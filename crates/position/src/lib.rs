//! Position and PositionList: the core data type of a positional inverted
//! index. A [`Position`] points at one occurrence in the corpus; a
//! [`PositionList`] is the sorted, deduplicated collection of occurrences
//! persisted for one key.

mod codec;
mod list;
mod position;

pub use codec::CodecError;
pub use list::{Error, PositionList};
pub use position::{is_duplicate, AnnotationKind, DedupPolicy, Date, Position, StitchExt};
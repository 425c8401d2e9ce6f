use crate::extractor::{Extraction, Extractor};
use crate::rows::Batch;
use posindex_position::Position;
use posindex_synonyms::{Kind, SynonymTables};
use std::sync::Arc;

/// One key per NER-type-DATE token whose `normalized_ner` parses as
/// `YYYY-MM-DD`, formatted `YYYYMMDD`. The normalized value is also
/// registered in the `Date` synonym table under its `YYYY-MM-DD` form.
pub struct DateExtractor {
    synonyms: Arc<SynonymTables>,
}

impl DateExtractor {
    pub fn new(synonyms: Arc<SynonymTables>) -> Self {
        DateExtractor { synonyms }
    }

    fn parse_iso_date(s: &str) -> Option<()> {
        chrono::NaiveDate::parse_from_str(s, "%Y-%m-%d").ok().map(|_| ())
    }
}

impl Extractor for DateExtractor {
    fn flavor(&self) -> &'static str {
        "date"
    }

    fn extract(&self, batch: &Batch) -> Vec<Extraction> {
        batch
            .annotations
            .iter()
            .filter_map(|row| {
                if row.ner.as_deref() != Some("DATE") {
                    return None;
                }
                let normalized = row.normalized_ner.as_deref()?;
                if Self::parse_iso_date(normalized).is_none() {
                    tracing::debug!(value = normalized, "skipping DATE token with unparseable normalized_ner");
                    return None;
                }
                if let Err(err) = self.synonyms.get_or_create(normalized, Kind::Date) {
                    tracing::warn!(value = normalized, error = %err, "skipping DATE token: synonym registration failed");
                    return None;
                }

                let key = normalized.replace('-', "").into_bytes();
                let pos = Position::new(row.document_id, row.sentence_id, row.begin_char, row.end_char, row.date);
                Some((key, pos))
            })
            .collect()
    }
}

**Problem statement**
A line qualifies when it holds the word "value"; report all qualifying lines from the records above.

**Output for this exercise**
/// `YYYY-MM-DD`, formatted `YYYYMMDD`. The normalized value is also
                    tracing::debug!(value = normalized, "skipping DATE token with unparseable normalized_ner");
                    tracing::warn!(value = normalized, error = %err, "skipping DATE token: synonym registration failed");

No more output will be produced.